I rarely got enough points for the prizes, but at the same time he usually ended up taking me to the game anyway.

When dad was tired, as rare as it was, it was up to others to pick up the slack. I sure as hell wasn't taking a day off.

Many times my grandma, Inky, would take me into the backyard to throw me batting practice.

She still hasn't lived down the time she accidentally beaned me as a little kid with a ball thrown a few steps below a lob, my trust in her forever betrayed!

Eventually summer would come and the neighborhood pick-up games would begin. I was competing with kids twice my age or older, but who would happily (and patiently) coach me along.

Usually we just played in the backyard with my mom's friends' kids, the Willbanks. There were three of us most days: a pitcher, a fielder and a batter.
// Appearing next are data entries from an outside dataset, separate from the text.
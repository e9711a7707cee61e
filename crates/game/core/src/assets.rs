//! Contract between the core and whatever supplies character sprite strips.
//!
//! The core never decodes images. It only needs to know, per character, how
//! many frames each state's strip has and how large one frame cell is. The
//! lookup happens once, when a [`Character`](crate::Character) is built for a
//! battle.
use std::fmt;

use crate::character::{CombatState, FrameTable};

/// Identifier of a roster entry (e.g. `"cat1"`, `"dog2"`).
#[derive(Clone, Debug, PartialEq, Eq, PartialOrd, Ord, Hash)]
#[cfg_attr(feature = "serde", derive(serde::Serialize, serde::Deserialize))]
#[cfg_attr(feature = "serde", serde(transparent))]
pub struct CharacterId(String);

impl CharacterId {
    pub fn new(id: impl Into<String>) -> Self {
        Self(id.into())
    }

    pub fn as_str(&self) -> &str {
        &self.0
    }
}

impl From<&str> for CharacterId {
    fn from(value: &str) -> Self {
        Self::new(value)
    }
}

impl fmt::Display for CharacterId {
    fn fmt(&self, f: &mut fmt::Formatter<'_>) -> fmt::Result {
        f.write_str(&self.0)
    }
}

/// Pixel size of one animation cell in a strip.
#[derive(Clone, Copy, Debug, PartialEq, Eq)]
#[cfg_attr(feature = "serde", derive(serde::Serialize, serde::Deserialize))]
pub struct CellSize {
    pub width: u32,
    pub height: u32,
}

impl CellSize {
    pub const STANDARD: Self = Self {
        width: 48,
        height: 48,
    };

    pub const fn new(width: u32, height: u32) -> Self {
        Self { width, height }
    }
}

impl Default for CellSize {
    fn default() -> Self {
        Self::STANDARD
    }
}

/// Decoded layout of a character's five strips.
#[derive(Clone, Debug, PartialEq, Eq)]
pub struct SpriteSheet {
    pub id: CharacterId,
    pub frames: FrameTable,
    pub cell: CellSize,
}

impl SpriteSheet {
    pub fn new(id: CharacterId, frames: FrameTable, cell: CellSize) -> Self {
        Self { id, frames, cell }
    }

    /// Stock layout: Attack 4, Death 4, Hurt 2, Idle 4, Walk 6 frames of 48×48.
    pub fn standard(id: CharacterId) -> Self {
        Self::new(id, FrameTable::standard(), CellSize::STANDARD)
    }
}

/// Failures while resolving a character's sprites. All of them are fatal.
#[derive(Clone, Debug, PartialEq, Eq, thiserror::Error)]
pub enum AssetError {
    #[error("unknown character '{id}'")]
    UnknownCharacter { id: CharacterId },

    #[error("{state} strip has no frames")]
    EmptyStrip { state: CombatState },

    #[error("{state} strip is missing")]
    MissingStrip { state: CombatState },

    #[error("{id}: {state} strip declares {declared} frames but decodes to {decoded}")]
    FrameMismatch {
        id: CharacterId,
        state: CombatState,
        declared: u32,
        decoded: u32,
    },

    #[error("failed to decode sprites for '{id}': {reason}")]
    Decode { id: CharacterId, reason: String },
}

/// Source of sprite sheets, keyed by character identifier.
pub trait AssetProvider: Send + Sync {
    fn sprite_sheet(&self, id: &CharacterId) -> Result<SpriteSheet, AssetError>;
}

/// Provider that hands out the stock layout for any identifier.
#[derive(Clone, Copy, Debug, Default)]
pub struct StandardSprites;

impl AssetProvider for StandardSprites {
    fn sprite_sheet(&self, id: &CharacterId) -> Result<SpriteSheet, AssetError> {
        Ok(SpriteSheet::standard(id.clone()))
    }
}
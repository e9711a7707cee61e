//! Render parameters for a character's current frame.
//!
//! The core does no pixel work. It tells the renderer which cell of the strip
//! to cut out and how to place it: sprites are drawn at twice their size, and
//! mirrored sprites are flipped on X and shifted right by one scaled cell so
//! they occupy the same box as an unmirrored one.
use crate::character::{Character, CombatState};
use crate::clock::Tick;

/// On-screen scale of sprite cells.
pub const SPRITE_SCALE: f32 = 2.0;

/// Sub-rectangle of a strip, in source pixels.
#[derive(Clone, Copy, Debug, PartialEq, Eq)]
pub struct CellRect {
    pub x: u32,
    pub y: u32,
    pub width: u32,
    pub height: u32,
}

/// Scale-then-translate transform applied to the cut-out cell.
#[derive(Clone, Copy, Debug, PartialEq)]
pub struct Affine {
    pub scale_x: f32,
    pub scale_y: f32,
    pub translate_x: f32,
    pub translate_y: f32,
}

impl Affine {
    /// Maps a point in cell space to arena space.
    pub fn apply(&self, x: f32, y: f32) -> (f32, f32) {
        (
            x * self.scale_x + self.translate_x,
            y * self.scale_y + self.translate_y,
        )
    }
}

/// Everything a renderer needs to blit one character.
#[derive(Clone, Copy, Debug, PartialEq)]
pub struct SpriteFrame {
    pub state: CombatState,
    pub frame: u32,
    pub source: CellRect,
    pub transform: Affine,
}

/// Computes the frame, source rectangle and placement of `character` at `tick`.
pub fn sprite_frame(character: &Character, tick: Tick) -> SpriteFrame {
    let frame = character.displayed_frame(tick);
    let cell = character.cell();
    let position = character.position();

    let source = CellRect {
        x: frame * cell.width,
        y: 0,
        width: cell.width,
        height: cell.height,
    };

    let transform = if character.is_mirrored() {
        Affine {
            scale_x: -SPRITE_SCALE,
            scale_y: SPRITE_SCALE,
            translate_x: position.x + cell.width as f32 * SPRITE_SCALE,
            translate_y: position.y,
        }
    } else {
        Affine {
            scale_x: SPRITE_SCALE,
            scale_y: SPRITE_SCALE,
            translate_x: position.x,
            translate_y: position.y,
        }
    };

    // A latched-dead character keeps showing the Death strip even if its
    // state were ever changed afterwards.
    let state = if character.is_alive() {
        character.state()
    } else {
        CombatState::Death
    };

    SpriteFrame {
        state,
        frame,
        source,
        transform,
    }
}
We were lucky to have one baseball at a time, with most of them coming from mailing in Frosted Flakes UPC symbols for a plastic ball with Tony the Tiger's face prominently featured on the sweet spot.

We never broke a window on any of the neighbor's houses (that we admitted to, anyway). We did, however, have a chronic problem with hitting foul balls backward and into the neighbor's above-ground pool, protected by a pair of fences.
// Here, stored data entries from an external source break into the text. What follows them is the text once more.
//! Input processing for the CLI client.
//!
//! This module owns the keyboard-to-key-set mapping so the rest of the
//! application can remain agnostic about concrete key bindings or the
//! specifics of `crossterm` events.
//!
//! Terminals without the kitty keyboard protocol never report key releases.
//! There a key counts as held only on the tick its press (or auto-repeat)
//! arrived.

use crossterm::event::{KeyCode, KeyEvent, KeyEventKind, KeyModifiers};
use game_core::{InputFrame, Keys};

/// Logical keys bound to a raw key event.
pub fn map_key(key: &KeyEvent) -> Keys {
    let ctrl = key.modifiers.contains(KeyModifiers::CONTROL);
    match key.code {
        KeyCode::Char(ch) if ctrl && matches!(ch.to_ascii_lowercase(), 'w' | 'c') => {
            Keys::QUIT_CHORD
        }
        KeyCode::Enter => Keys::CONFIRM,
        KeyCode::Char(' ') => Keys::ATTACK,
        KeyCode::Esc => Keys::PAUSE_TOGGLE,
        _ => Keys::empty(),
    }
}

/// Accumulates key events between ticks into one [`InputFrame`].
#[derive(Debug, Default)]
pub struct InputCollector {
    held: Keys,
    pressed: Keys,
    tracks_release: bool,
}

impl InputCollector {
    /// `tracks_release` says whether the terminal reports release events.
    pub fn new(tracks_release: bool) -> Self {
        Self {
            held: Keys::empty(),
            pressed: Keys::empty(),
            tracks_release,
        }
    }

    pub fn handle_key(&mut self, key: KeyEvent) {
        let keys = map_key(&key);
        if keys.is_empty() {
            return;
        }

        match key.kind {
            KeyEventKind::Press => {
                self.pressed |= keys;
                self.held |= keys;
            }
            KeyEventKind::Repeat => self.held |= keys,
            KeyEventKind::Release => self.held.remove(keys),
        }
    }

    /// Snapshot for this tick. Edges are consumed.
    pub fn take_frame(&mut self) -> InputFrame {
        let frame = InputFrame {
            held: self.held,
            pressed: self.pressed,
        };

        self.pressed = Keys::empty();
        if !self.tracks_release {
            self.held = Keys::empty();
        }

        frame
    }

    /// Drops every held key, e.g. after focus loss.
    pub fn clear(&mut self) {
        self.held = Keys::empty();
        self.pressed = Keys::empty();
    }
}
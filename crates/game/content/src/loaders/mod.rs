//! Content loaders for reading game data from files.
//!
//! Rosters are RON, configuration is TOML. Loaders only parse; validation of
//! the parsed data happens when it is turned into a
//! [`CharacterRegistry`](crate::CharacterRegistry).

pub mod config;
pub mod roster;

pub use config::ConfigLoader;
pub use roster::{RosterEntry, RosterFile, RosterLoader, Tint};

use std::path::Path;

/// Common result type for loaders.
pub type LoadResult<T> = anyhow::Result<T>;

/// Helper function to read file contents.
pub(crate) fn read_file(path: &Path) -> LoadResult<String> {
    std::fs::read_to_string(path)
        .map_err(|e| anyhow::anyhow!("Failed to read file {}: {}", path.display(), e))
}
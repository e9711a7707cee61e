//! Errors that can escape [`Game::update`](crate::Game::update).
//!
//! Combat arithmetic, frame indexing and state transitions are total, so the
//! only failures are fatal ones: sprites that cannot be resolved when a battle
//! is set up, and phase/state combinations that indicate a programming error.
//! Callers are expected to propagate them to the process boundary.

use crate::assets::AssetError;
use crate::phase::GamePhase;

#[derive(Clone, Debug, PartialEq, Eq, thiserror::Error)]
pub enum GameError {
    #[error("failed to load fighter sprites: {0}")]
    Asset(#[from] AssetError),

    #[error("phase {phase} requires a battle but none is in progress")]
    BattleMissing { phase: GamePhase },
}
pub mod dedup;
pub mod framer;
pub mod llm;
pub mod orchestrator;
pub mod prompts;
pub mod search_provider;
pub mod store;
pub mod vector_index;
Even if we did get past the obnoxious lhasa apso in the yard and over the fence to retrieve the ball, it would be five times as heavy and water-logged to boot.

On the days when we didn't have a ball to play with we would break out the trading cards and make trades. I can remember a time when Twins catcher Brian Harper came to our elementary school and signed a few autographs for some lucky kids. I was not one of them, but I happily traded a 1980 Reggie Jackson Topps card that I had acquired during the morning bus ride for a signed Harper 1989 Donruss 'Diamond Kings' card on the evening ride home.

Better yet, when we got restless or it was storming outside, we would "gamble" with our doubles by sitting at the end of the hallway and flinging them frisbee-style toward the wall. The closest card to the wall would win all the cards in play.

I can remember my dad coming home from a run to the gas station with a 1989 Topps 'rack pack' (essentially three packs of baseball cards in one) while I was on the swings in the backyard. We opened the cards together, and I pulled out a Gary Gaetti card to which my dad exclaimed "Not bad for a seventy-five cent pack of cards!"

In reality the card was worth maybe a nickel, but in 1989 cards were still for kids and I was happy to get a Twins player in one of my packs!

As we grew up, one of the Willbanks boys got tired of playing baseball and stopped coming out to join us. For a couple of years in the hot sweltering sun, we would play one-on-one baseball games at the local elementary school. That meant one of us was doing the pitching AND trying to chase the ball down while the other hit away. A pop-up back to the mound was a godsend.

As the years went on I never amounted to much as a baseball player, but I have never lost the passion I hold for America's Pastime.

It is hard to see an entire generation of kids who have no interest in gathering up their pals and playing a game of baseball on a hot summer day. No parents, no uniforms, no umpires: the game in its purest form.

You get the sense that most current professional players grew up with camps, clinics, expensive equipment and traveling teams as opposed to playing the game for fun.

I can only hope that somewhere out there plays a kid who gets as much joy from the game as I did.